Wednesday, November 13, 2013

Book Burners' Club: Journey with Cheryl Strayed's WILD PCT Trek via the Words She Read

"The flowery cover of The Complete Stories by Flannery O'Connor was unbent.  The same could not be said of Faulkner's As I Lay Dying, or rather the thin portion of the book I still had in my pack. I'd torn off the cover and all the pages I'd read the night before and burned them in the little aluminum pie pan I'd brought .... I'd watched Faulkner's name disappear into flames feeling a bit like it was sacrilege —never had I dreamed I'd be burning books — bit I was desperate to lighten my load." ~Cheryl Strayed, Wild

I picked up a copy of Wild after discovering Cheryl's writing on The Rumpus, and then reading that Reese Witherspoon will be playing her in the film adaptation.  I always try to read the book before the movie -- no offense, Reese, but the books are almost always better.  But I'm excited to see how they capture the beauty of the Pacific Crest Trail.

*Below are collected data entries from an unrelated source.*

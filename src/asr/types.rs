//! Transcription-related type definitions
//!
//! Common types used throughout the recognizer stage.

use serde::{Deserialize, Serialize};
use thiserror::Error;

/// Options passed to the external recognizer for a single call.
#[derive(Debug, Clone, Serialize, Deserialize)]
pub struct TranscribeOptions {
    /// Language hint (ISO-639-1), or `None` for auto-detection
    pub language: Option<String>,

    /// Decoding temperature; 0.0 is deterministic
    pub temperature: f32,

    /// Request word/segment level timestamps
    pub word_timestamps: bool,
}

/// A recognizer-native sub-segment with times local to the chunk.
#[derive(Debug, Clone, Serialize, Deserialize)]
pub struct SubSegment {
    pub start: f32,
    pub end: f32,
    pub text: String,
}

/// What the external recognizer returns for one chunk of audio.
#[derive(Debug, Clone, Serialize, Deserialize)]
pub struct RecognizerOutput {
    pub text: String,
    pub language: String,

    /// Mean log-probability of the decoded tokens (<= 0.0)
    pub confidence: f32,

    pub segments: Vec<SubSegment>,
}

/// Per-chunk transcription result, in global time.
///
/// A populated `error` means every attempt for this chunk failed; the
/// chunk still flows downstream so the merger can work with whatever
/// chunks succeeded.
#[derive(Debug, Clone, Serialize, Deserialize)]
pub struct TranscribedChunk {
    pub chunk_id: String,
    pub chunk_index: usize,

    /// Chunk start in seconds, relative to the original audio
    pub start_time: f32,

    /// Chunk end in seconds, relative to the original audio
    pub end_time: f32,

    pub text: String,
    pub language: String,
    pub confidence: f32,

    /// Sub-segments with times local to the chunk start
    pub segments: Vec<SubSegment>,

    pub processing_time: f32,
    pub error: Option<String>,
}

impl TranscribedChunk {
    /// Empty result used for silent chunks and exhausted retries.
    pub fn empty(chunk_id: &str, chunk_index: usize, start: f32, end: f32) -> Self {
        Self {
            chunk_id: chunk_id.to_string(),
            chunk_index,
            start_time: start,
            end_time: end,
            text: String::new(),
            language: "unknown".to_string(),
            confidence: 0.0,
            segments: Vec::new(),
            processing_time: 0.0,
            error: None,
        }
    }
}

/// Configuration for the transcriber stage.
#[derive(Debug, Clone, Serialize, Deserialize)]
pub struct TranscriberConfig {
    /// Identifier of the recognizer model; part of the cache key
    pub model_name: String,

    /// Language hint forwarded to the recognizer
    pub language: Option<String>,

    /// Temperature for the first attempt
    pub temperature: f32,

    /// Temperatures used when an attempt produced invalid text
    pub retry_temperatures: Vec<f32>,

    /// Total attempts per chunk
    pub max_retries: u32,

    /// Concurrent recognizer calls per job
    pub workers: usize,

    pub word_timestamps: bool,

    /// Result-cache capacity (entries)
    pub cache_capacity: usize,

    /// Outputs with fewer visible characters than this are invalid
    pub invalid_min_chars: usize,

    /// A word (longer than 3 chars) repeated more than this many times
    /// marks the output invalid
    pub invalid_repetition_limit: usize,

    /// Repetition is only checked on outputs of at least this many words
    pub invalid_min_words: usize,
}

impl Default for TranscriberConfig {
    fn default() -> Self {
        Self {
            model_name: "large-v3".to_string(),
            language: None,
            temperature: 0.0,
            retry_temperatures: vec![0.1, 0.2],
            max_retries: 3,
            workers: 2,
            word_timestamps: true,
            cache_capacity: 100,
            invalid_min_chars: 3,
            invalid_repetition_limit: 8,
            invalid_min_words: 5,
        }
    }
}

/// Recognizer stage errors.
#[derive(Debug, Error)]
pub enum TranscriberError {
    #[error("Recognizer timed out after {seconds}s")]
    Timeout { seconds: u64 },

    #[error("Recognizer transport error: {message}")]
    Transport { message: String },

    #[error("Invalid recognizer output: {reason}")]
    InvalidOutput { reason: String },

    #[error("Missing credentials: {variable} is not set")]
    MissingCredentials { variable: String },

    #[error("Empty audio provided")]
    EmptyAudio,

    #[error("Transcription cancelled")]
    Cancelled,
}
//! Per-job processing pipeline
//!
//! Runs one admitted job end to end: chunk the decoded audio, stream the
//! chunks through the transcriber and diarizer stages concurrently over
//! bounded channels, fuse the results and write artifacts. A slow stage
//! stalls the feeder, which bounds how many chunks are in memory no
//! matter how long the audio is.

use crate::asr::stage as asr_stage;
use crate::asr::stage::TranscriberStage;
use crate::asr::types::TranscribedChunk;
use crate::audio::chunker::AudioChunker;
use crate::audio::loader::AudioLoader;
use crate::audio::resampler::ENGINE_SAMPLE_RATE;
use crate::diarization::engine::Diarizer;
use crate::diarization::stage as dia_stage;
use crate::diarization::stage::DiarizerStage;
use crate::diarization::types::{DiarizedChunk, DiarizerConfig};
use crate::merge::merger::TranscriptionMerger;
use crate::orchestrator::types::{JobOutcome, Stage};
use anyhow::{bail, Context, Result};
use std::path::Path;
use std::sync::Arc;
use tokio::sync::mpsc;
use tokio_util::sync::CancellationToken;
use tracing::{info, warn};
use uuid::Uuid;

/// Receives coarse progress updates from the pipeline.
pub type ProgressSink = Arc<dyn Fn(Stage, u8, String) + Send + Sync>;

fn report(progress: &ProgressSink, stage: Stage, percent: u8, message: String) {
    (progress.as_ref())(stage, percent, message);
}

/// Stateless per-job pipeline; per-job state (speaker tracker, channels)
/// is created inside `run`.
#[derive(Clone)]
pub struct JobPipeline {
    loader: Arc<dyn AudioLoader>,
    chunker: Arc<AudioChunker>,
    transcriber_stage: TranscriberStage,
    diarizer: Arc<dyn Diarizer>,
    diarizer_config: DiarizerConfig,
    merger: Arc<TranscriptionMerger>,
    channel_capacity: usize,
}

impl JobPipeline {
    pub fn new(
        loader: Arc<dyn AudioLoader>,
        chunker: Arc<AudioChunker>,
        transcriber_stage: TranscriberStage,
        diarizer: Arc<dyn Diarizer>,
        diarizer_config: DiarizerConfig,
        merger: Arc<TranscriptionMerger>,
        channel_capacity: usize,
    ) -> Self {
        Self {
            loader,
            chunker,
            transcriber_stage,
            diarizer,
            diarizer_config,
            merger,
            channel_capacity: channel_capacity.max(1),
        }
    }

    /// Run a job to completion, cancellation or failure.
    ///
    /// Artifacts are written as stages complete, so a cancelled or failed
    /// job leaves whatever was produced on disk. `final_transcription.json`
    /// is written only on success.
    pub async fn run(
        &self,
        job_id: Uuid,
        file_path: &Path,
        output_dir: &Path,
        cancel: CancellationToken,
        progress: ProgressSink,
    ) -> Result<JobOutcome> {
        std::fs::create_dir_all(output_dir).context("failed to create output directory")?;
        report(
            &progress,
            Stage::Chunking,
            10,
            "Splitting audio into chunks".to_string(),
        );

        let audio = {
            let loader = Arc::clone(&self.loader);
            let path = file_path.to_path_buf();
            tokio::task::spawn_blocking(move || loader.load(&path, ENGINE_SAMPLE_RATE))
                .await
                .context("audio decode worker failed")??
        };
        let audio = Arc::new(audio);

        if cancel.is_cancelled() {
            return Ok(JobOutcome::Cancelled);
        }

        let prefix: String = job_id.simple().to_string().chars().take(8).collect();
        let specs = self.chunker.plan(&audio, &prefix)?;
        let total_chunks = specs.len();
        if total_chunks == 0 {
            bail!("no chunks produced");
        }

        self.chunker.write_metadata(
            &specs,
            file_path,
            &output_dir.join("chunks_metadata.json"),
        )?;
        report(
            &progress,
            Stage::Chunking,
            30,
            format!("Planned {} chunks", total_chunks),
        );

        let (asr_tx, asr_rx) = mpsc::channel(self.channel_capacity);
        let (dia_tx, dia_rx) = mpsc::channel(self.channel_capacity);
        let (asr_result_tx, mut asr_result_rx) = mpsc::channel(self.channel_capacity);
        let (dia_result_tx, mut dia_result_rx) = mpsc::channel(self.channel_capacity);

        // Feeder: extract chunk windows lazily and push them to both
        // stages. Bounded sends are the backpressure point.
        let feeder = {
            let chunker = Arc::clone(&self.chunker);
            let audio = Arc::clone(&audio);
            let specs = specs.clone();
            let chunks_dir = output_dir.join("chunks");
            let cancel = cancel.clone();
            tokio::spawn(async move {
                for spec in specs {
                    if cancel.is_cancelled() {
                        break;
                    }
                    let chunk = {
                        let chunker = Arc::clone(&chunker);
                        let audio = Arc::clone(&audio);
                        let wav_path = chunks_dir.join(format!("{}.wav", spec.chunk_id));
                        tokio::task::spawn_blocking(move || {
                            let chunk = chunker.extract(&audio, &spec);
                            if let Err(e) = AudioChunker::save_chunk_wav(&chunk, &wav_path) {
                                warn!("Failed to persist {}: {}", spec.chunk_id, e);
                            }
                            chunk
                        })
                        .await
                    };
                    let chunk = match chunk {
                        Ok(chunk) => chunk,
                        Err(e) => {
                            warn!("Chunk extraction worker failed: {}", e);
                            break;
                        }
                    };
                    if asr_tx.send(chunk.clone()).await.is_err() {
                        break;
                    }
                    if dia_tx.send(chunk).await.is_err() {
                        break;
                    }
                }
            })
        };

        let transcriber_task = {
            let stage = self.transcriber_stage.clone();
            let cancel = cancel.clone();
            tokio::spawn(async move { stage.run(asr_rx, asr_result_tx, cancel).await })
        };

        let diarizer_task = {
            let stage =
                DiarizerStage::new(Arc::clone(&self.diarizer), self.diarizer_config.clone());
            let cancel = cancel.clone();
            tokio::spawn(async move { stage.run(dia_rx, dia_result_tx, cancel).await })
        };

        let transcription_collector = {
            let progress = Arc::clone(&progress);
            tokio::spawn(async move {
                let mut results: Vec<TranscribedChunk> = Vec::new();
                while let Some(result) = asr_result_rx.recv().await {
                    results.push(result);
                    let percent = 30 + (results.len() * 30 / total_chunks) as u8;
                    report(
                        &progress,
                        Stage::Transcribing,
                        percent,
                        format!("Transcription {}/{}", results.len(), total_chunks),
                    );
                }
                results
            })
        };

        let diarization_collector = {
            let progress = Arc::clone(&progress);
            tokio::spawn(async move {
                let mut results: Vec<DiarizedChunk> = Vec::new();
                while let Some(result) = dia_result_rx.recv().await {
                    results.push(result);
                    let percent = 60 + (results.len() * 25 / total_chunks) as u8;
                    report(
                        &progress,
                        Stage::Diarizing,
                        percent,
                        format!("Diarization {}/{}", results.len(), total_chunks),
                    );
                }
                results
            })
        };

        let (feeder_result, transcriber_result, diarizer_result, transcriptions, diarizations) = tokio::join!(
            feeder,
            transcriber_task,
            diarizer_task,
            transcription_collector,
            diarization_collector
        );
        feeder_result.context("chunk feeder failed")?;
        transcriber_result.context("transcriber stage failed")?;
        diarizer_result.context("diarizer stage failed")?;
        let mut transcriptions = transcriptions.context("transcription collector failed")?;
        let mut diarizations = diarizations.context("diarization collector failed")?;

        transcriptions.sort_by_key(|t| t.chunk_index);
        diarizations.sort_by_key(|d| d.chunk_index);

        // Stage outputs are persisted even for cancelled jobs; whatever
        // completed stays on disk.
        asr_stage::save_results(&transcriptions, &output_dir.join("whisper_results.json"))?;
        dia_stage::save_results(&diarizations, &output_dir.join("diarization_results.json"))?;

        if cancel.is_cancelled() {
            info!("Job {} cancelled after {} chunk results", job_id, transcriptions.len());
            return Ok(JobOutcome::Cancelled);
        }

        report(&progress, Stage::Merging, 85, "Combining results".to_string());
        let merged = self.merger.merge(
            &transcriptions,
            &diarizations,
            &file_path.display().to_string(),
        );

        // All-silent audio legitimately merges to nothing; voiced audio
        // that produced nothing means every chunk failed.
        let had_voiced_chunks = specs.iter().any(|spec| !spec.is_silent);
        if merged.segments.is_empty() && had_voiced_chunks {
            bail!("no segments");
        }

        crate::merge::export::save_transcription(
            &merged,
            &output_dir.join("final_transcription.json"),
        )?;
        crate::merge::export::export_srt(&merged, &output_dir.join("transcription.srt"))?;

        report(
            &progress,
            Stage::Completed,
            100,
            "Processing complete".to_string(),
        );
        Ok(JobOutcome::Completed(merged))
    }
}
//! Resource governance type definitions

use serde::{Deserialize, Serialize};
use thiserror::Error;

/// Job priority classes. Ordering follows dispatch preference:
/// `Critical` beats `High` beats `Normal` beats `Low`.
#[derive(
    Debug, Clone, Copy, PartialEq, Eq, PartialOrd, Ord, Hash, Serialize, Deserialize,
)]
pub enum JobPriority {
    Critical,
    High,
    Normal,
    Low,
}

impl Default for JobPriority {
    fn default() -> Self {
        JobPriority::Normal
    }
}

/// Static resource ceilings for the governor.
#[derive(Debug, Clone, Serialize, Deserialize)]
pub struct ResourceLimits {
    /// Hard ceiling on pledged memory across running jobs (GB)
    pub max_memory_gb: f32,

    /// CPU utilization ceiling, informational (percent)
    pub max_cpu_percent: f32,

    /// Maximum jobs in the Running state at once
    pub max_concurrent_jobs: usize,

    /// Sampled memory above this emits pressure signals (GB)
    pub memory_alert_threshold_gb: f32,

    /// Sampled memory above this triggers emergency cleanup (GB)
    pub memory_critical_threshold_gb: f32,

    /// Interval between resource samples (seconds)
    pub sampling_interval_secs: u64,
}

impl Default for ResourceLimits {
    fn default() -> Self {
        Self {
            max_memory_gb: 28.0,
            max_cpu_percent: 90.0,
            max_concurrent_jobs: 2,
            memory_alert_threshold_gb: 25.0,
            memory_critical_threshold_gb: 30.0,
            sampling_interval_secs: 30,
        }
    }
}

/// Outcome of an admission check.
#[derive(Debug, Clone, Copy, PartialEq, Eq)]
pub enum Admission {
    Admitted,
    Deferred,
}

/// Governor counters.
#[derive(Debug, Clone, Default, Serialize, Deserialize)]
pub struct GovernorMetrics {
    pub total_jobs_processed: u64,
    pub jobs_failed: u64,
    pub peak_memory_gb: f32,
    pub average_processing_minutes: f32,
    pub memory_alerts: u64,
}

/// Point-in-time memory reading.
#[derive(Debug, Clone, Default, Serialize, Deserialize)]
pub struct MemoryStatus {
    pub total_gb: f32,
    pub used_gb: f32,
    pub available_gb: f32,
    pub percent: f32,
}

/// Point-in-time CPU reading.
#[derive(Debug, Clone, Default, Serialize, Deserialize)]
pub struct CpuStatus {
    pub percent: f32,
    pub count: usize,
}

/// Job population snapshot.
#[derive(Debug, Clone, Default, Serialize, Deserialize)]
pub struct JobCounts {
    pub running: usize,
    pub queued: usize,
    pub completed: usize,
    pub max_concurrent: usize,
}

/// Full system snapshot returned by `system_status`.
#[derive(Debug, Clone, Default, Serialize, Deserialize)]
pub struct SystemStatus {
    pub memory: MemoryStatus,
    pub cpu: CpuStatus,
    pub jobs: JobCounts,
    pub metrics: GovernorMetrics,
}

/// Resource governance errors.
#[derive(Debug, Error)]
pub enum ResourceError {
    #[error(
        "insufficient capacity: job needs {estimated_gb:.1}GB, ceiling is {limit_gb:.1}GB"
    )]
    InsufficientCapacity { estimated_gb: f32, limit_gb: f32 },

    #[error("Job queue is closed")]
    QueueClosed,
}
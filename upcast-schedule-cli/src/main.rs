mod args;
mod commands;
mod logging;

use std::io::{self, Write};
use std::path::PathBuf;
use std::process::ExitCode;

use anyhow::Result;
use clap::Parser;
use owo_colors::OwoColorize;
use tracing::debug;
use upcast_schedule_core::config::ScheduleConfig;
use upcast_schedule_core::date;
use upcast_schedule_core::schedule::ScheduleRequest;

#[derive(Parser, Debug)]
#[command(name = "upcast-schedule")]
#[command(about = "Export the Upcast mid-month meeting and end-of-month testing dates as CSV")]
#[command(allow_negative_numbers = true)]
struct Cli {
    /// Start date, e.g. 2025-03-01 (defaults to today)
    #[arg(allow_hyphen_values = true)]
    date: Option<String>,

    /// Output CSV file (defaults to <YYMMDD>_Upcast_Monthly_Schedule.csv)
    #[arg(allow_hyphen_values = true)]
    output_file: Option<String>,

    /// Number of months to generate (defaults to 6; non-numeric values are ignored)
    #[arg(allow_hyphen_values = true)]
    period: Option<String>,

    /// Config file (defaults to ~/.config/upcast-schedule/config.toml)
    #[arg(long)]
    config: Option<PathBuf>,

    /// Timezone that decides today's date, e.g. "Europe/Sofia"
    #[arg(long)]
    timezone: Option<String>,

    /// Increase log verbosity (-v, -vv, -vvv)
    #[arg(short, long, action = clap::ArgAction::Count)]
    verbose: u8,
}

fn main() -> ExitCode {
    let cli = Cli::parse();
    logging::init(cli.verbose);

    match run(cli) {
        Ok(()) => ExitCode::SUCCESS,
        Err(e) => {
            let _ = report_error(&mut io::stdout().lock(), &e);
            ExitCode::FAILURE
        }
    }
}

/// Errors are reported on stdout alongside the schedule output.
fn report_error<W: Write>(console: &mut W, err: &anyhow::Error) -> io::Result<()> {
    writeln!(console, "{} {:#}", "Error:".red(), err)?;
    console.flush()
}

fn run(cli: Cli) -> Result<()> {
    let mut config = match &cli.config {
        Some(path) => ScheduleConfig::load_from(path)?,
        None => ScheduleConfig::load()?,
    };
    if let Some(timezone) = cli.timezone {
        config.timezone = timezone;
    }

    // The timezone is fixed once here and only flows through `today` below
    let tz = config.tz()?;
    let today = date::today(tz);
    debug!(tz = tz.name(), %today, "resolved run timezone");

    let request = ScheduleRequest::resolve(
        args::strip_apostrophes(cli.date.as_deref()).as_deref(),
        args::strip_apostrophes(cli.output_file.as_deref()).map(PathBuf::from),
        args::parse_period(cli.period.as_deref()),
        &config,
        today,
    )?;

    commands::export::run(&request)
}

Despite sobbing through the first part in public (I don't recommend cracking open the first chapter, about her mom, on a plane, tears like that FREAK OUT men in middle seats) I loved reading Wild.  I lived vicariously through Cheryl's solo journey, making mental notes that it is always better to lighten the load, shed the unnecessary.

Who's in to start a Book Burner's Club here on the blog, and read Cheryl's trail books together?   As a writer, I wondered what she took away from the books she read along the trail. We can read them in light of that, such as when Anse ruminates on the nature of putting down roots in As I Lay Dying, "Because the Lord put roads for travelling ... when he aims for something to be always a-moving, he makes it long ways, like a road ... but when he aims for something to stay put, He makes it up-and-down ways, like a tree or a man."

As a frequent nomad, I've felt both the need to hit the road, and travel to the unknown, as well as appreciate what it means to put down roots, and learn from the unexpected unknown you may discover in your own city, backyard, or best friend.

So that's the focus, and we can meander off the trail to wherever each book leads.  We'll note where she was on the trail, talk about our own wandering paths, and create a bit more community via words, here in the Blog comments.

1. Wild, Cheryl Strayed
2. As I Lay Dying, William Faulkner
3. The Dream of Common Language, Adrienne Rich
4. The Complete Stories, Flannery O'Connor
5. The Novel, James Michener (her mother's favorite writer)
6. A Summer Birdcage, Margaret Drabble (May have to hunt via Amazon or your local used bookstore.)
7. Dubliners, James Joyce
8. Waiting for the Barbarians, J.M. Coetzee
9. The Best American Essays, 1991
10. The Ten Thousand Things, Maria Dermoût

When should we start talking about Wild and As I Lay Dying?  Start with talking those two in December?  Say Tuesday, 17th? 

If you want reminders, message me at rebecca.snavely [at] gmail [dot] com!

If you haven't read Wild, go to to order online (Strayed now lives in Portland, so support PDX!). Along with that, we'll start in on Faulkner, her first trail book, leaving out Staying Found and the Pacific Crest Trail guides.

Without physically burning books, or reading them by the light of a flickering headlamp, we can take part of the journey Strayed traveled, sans heavy backpack, bears, snakes, and missing toenails.  Who's in?

(Photo: WWeek)


Judy Olmsted said...

Loved "Wild," maybe one of my all time favorites. They were filming apart of it this past week at the former Mt. Pleasant school here in Oregon City. Happy reading!

Rebecca Snavely said...

Thanks Judy! I loved it, too. Excited to read all the books she read - with the shorter days and darker nights, it's perfect for cuddling up with a book. Hope you're well - thanks for leaving a note!